As mentioned elsewhere on these forums, changing your video ouput to a "fixed" ouput will eliminate the flicker/delay when going to tivo menu. i tried using the fixed 1080i for a while but some channels would leave a black bar a couple inches on the side of the screen...at some point between switching between S3 units and CC, one of my S3 got set on fixed 480i...it caused a couple channels (CNN on ch 8 specifically) to freak out and blink on/off and sometimes roll like old tv sets did back in the day with the horizontal hold issue...channel became unwatchable...


----------



## glassonion (Nov 26, 2006)

you think there's any chance of a bad batch of S3? check out pg 5 of this thread...

stream dropouts

my S3 and its replacement share the same first 10 digits ...i don't know what he means by "totally different" serial #...how different? are yours all similar too?

christib does your new unit have a serial # much different from your previous?


----------



## culsu (Jan 31, 2007)

I thought about that as well, as my first box came from BestBuy. I did an in-store exchange and obviously got the same results. Thinking that something may have happened in shipping to jar the hard drive or maybe exposure to extreme temperatures, I went directly to TiVo for box numbers 3 and 4. 

To complicate factors, it could be a vendor (e.g. Seagate) that sent a bad batch.

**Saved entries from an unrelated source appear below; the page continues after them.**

//! Runtime configuration read from the environment.
//!
//! | Variable | Default |
//! |---|---|
//! | `GHMIRROR_DB` | `<cache dir>/ghmirror/mirror.db` |
//! | `GHMIRROR_API_URL` | `https://api.github.com` |
//! | `GHMIRROR_TIMEOUT_SECS` | `30` |
//! | `GHMIRROR_SECRET_KEY` | unset (64 hex chars, required by the broker) |
//! | `GHMIRROR_APP_ID` | unset |
//! | `GHMIRROR_APP_PRIVATE_KEY` / `GHMIRROR_APP_PRIVATE_KEY_PATH` | unset (PEM) |

use std::path::PathBuf;
use std::time::Duration;

use thiserror::Error;

pub const DEFAULT_API_URL: &str = "https://api.github.com";
const DEFAULT_TIMEOUT_SECS: u64 = 30;

#[derive(Debug, Error)]
pub enum ConfigError {
    #[error("invalid value for {name}: {value:?} ({reason})")]
    InvalidValue {
        name: &'static str,
        value: String,
        reason: String,
    },

    #[error("{0} is not set")]
    Missing(&'static str),

    #[error("failed to read {path}: {source}")]
    Io {
        path: PathBuf,
        #[source]
        source: std::io::Error,
    },
}

/// GitHub App identity used to look up installations and mint tokens.
#[derive(Clone)]
pub struct AppCredentials {
    pub app_id: String,
    pub private_key_pem: String,
}

impl std::fmt::Debug for AppCredentials {
    fn fmt(&self, f: &mut std::fmt::Formatter<'_>) -> std::fmt::Result {
        f.debug_struct("AppCredentials")
            .field("app_id", &self.app_id)
            .field("private_key_pem", &"<redacted>")
            .finish()
    }
}

#[derive(Debug, Clone)]
pub struct Config {
    pub db_path: PathBuf,
    pub api_url: String,
    pub timeout: Duration,
    pub secret_key: Option<String>,
    pub app: Option<AppCredentials>,
}

impl Default for Config {
    fn default() -> Self {
        Self {
            db_path: default_db_path(),
            api_url: DEFAULT_API_URL.to_string(),
            timeout: Duration::from_secs(DEFAULT_TIMEOUT_SECS),
            secret_key: None,
            app: None,
        }
    }
}

/// `~/.cache/ghmirror/mirror.db` (or the platform equivalent).
pub fn default_db_path() -> PathBuf {
    dirs::cache_dir()
        .unwrap_or_else(|| PathBuf::from(".cache"))
        .join("ghmirror")
        .join("mirror.db")
}

impl Config {
    pub fn from_env() -> Result<Self, ConfigError> {
        Self::from_lookup(|name| std::env::var(name).ok())
    }

    /// Builds a config from an arbitrary variable lookup.
    pub fn from_lookup<F>(lookup: F) -> Result<Self, ConfigError>
    where
        F: Fn(&str) -> Option<String>,
    {
        let mut config = Config::default();
        let get = |name: &str| lookup(name).filter(|v| !v.trim().is_empty());

        if let Some(path) = get("GHMIRROR_DB") {
            config.db_path = PathBuf::from(path);
        }

        if let Some(url) = get("GHMIRROR_API_URL") {
            config.api_url = url.trim_end_matches('/').to_string();
        }

        if let Some(value) = get("GHMIRROR_TIMEOUT_SECS") {
            let secs: u64 = value.trim().parse().map_err(|e: std::num::ParseIntError| {
                ConfigError::InvalidValue {
                    name: "GHMIRROR_TIMEOUT_SECS",
                    value: value.clone(),
                    reason: e.to_string(),
                }
            })?;
            if secs == 0 {
                return Err(ConfigError::InvalidValue {
                    name: "GHMIRROR_TIMEOUT_SECS",
                    value,
                    reason: "must be greater than zero".to_string(),
                });
            }
            config.timeout = Duration::from_secs(secs);
        }

        config.secret_key = get("GHMIRROR_SECRET_KEY");

        if let Some(app_id) = get("GHMIRROR_APP_ID") {
            let private_key_pem = match get("GHMIRROR_APP_PRIVATE_KEY") {
                Some(pem) => pem,
                None => {
                    let path = get("GHMIRROR_APP_PRIVATE_KEY_PATH")
                        .map(PathBuf::from)
                        .ok_or(ConfigError::Missing("GHMIRROR_APP_PRIVATE_KEY_PATH"))?;
                    std::fs::read_to_string(&path)
                        .map_err(|source| ConfigError::Io { path, source })?
                }
            };
            config.app = Some(AppCredentials {
                app_id,
                private_key_pem,
            });
        }

        Ok(config)
    }

    pub fn require_secret_key(&self) -> Result<&str, ConfigError> {
        self.secret_key
            .as_deref()
            .ok_or(ConfigError::Missing("GHMIRROR_SECRET_KEY"))
    }
}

I don't have the serial number of the first, but the first 10 digits of the last 3 are
#2 6480001802 (BestBuy; new)
#3 6480011802 (TiVo; refurb)
#4 6480011802 (TiVo; refurb)


----------



## glassonion (Nov 26, 2006)

I have similar serial #s

#1 - 6480001802 (new from Amazon)
#2 - 6480001802 (exchange on deposit from TiVo)

No response yet on the other thread as to "how different" the serial # is on his new working tivo...nice to know if christib has continued no pixelation AND a different serial #, and had pixelation with similar #s to ours...

Not sure if I've read of other people who have problems with hd upgrades which I guess could support a Seagate/original hardware issue...


----------



## culsu (Jan 31, 2007)

The perplexing thing is we've heard of no one in the HR area that has gotten one to work (with the possible exception of christib?), we're getting pixelation on only some frequencies (531 and 537 are about a constant 9 on a 1-10 scale, while 615 and 621 both vary between 3 to 5 and are intermittent) and time of day seems to be a factor in each case. If the hardware was failing, wouldn't the symptoms manifest themselves on every channel and all of the time, or at least somewhat consistently after a warm-up period?


----------



## culsu (Jan 31, 2007)

TiVo says:
The serial number of all Series 3 units begins with 648 001. The following numbers are a unique identifier. They're all manufactured in the same location and to get the date of build, they'd have to consult their database - the remaining digits can't be decoded.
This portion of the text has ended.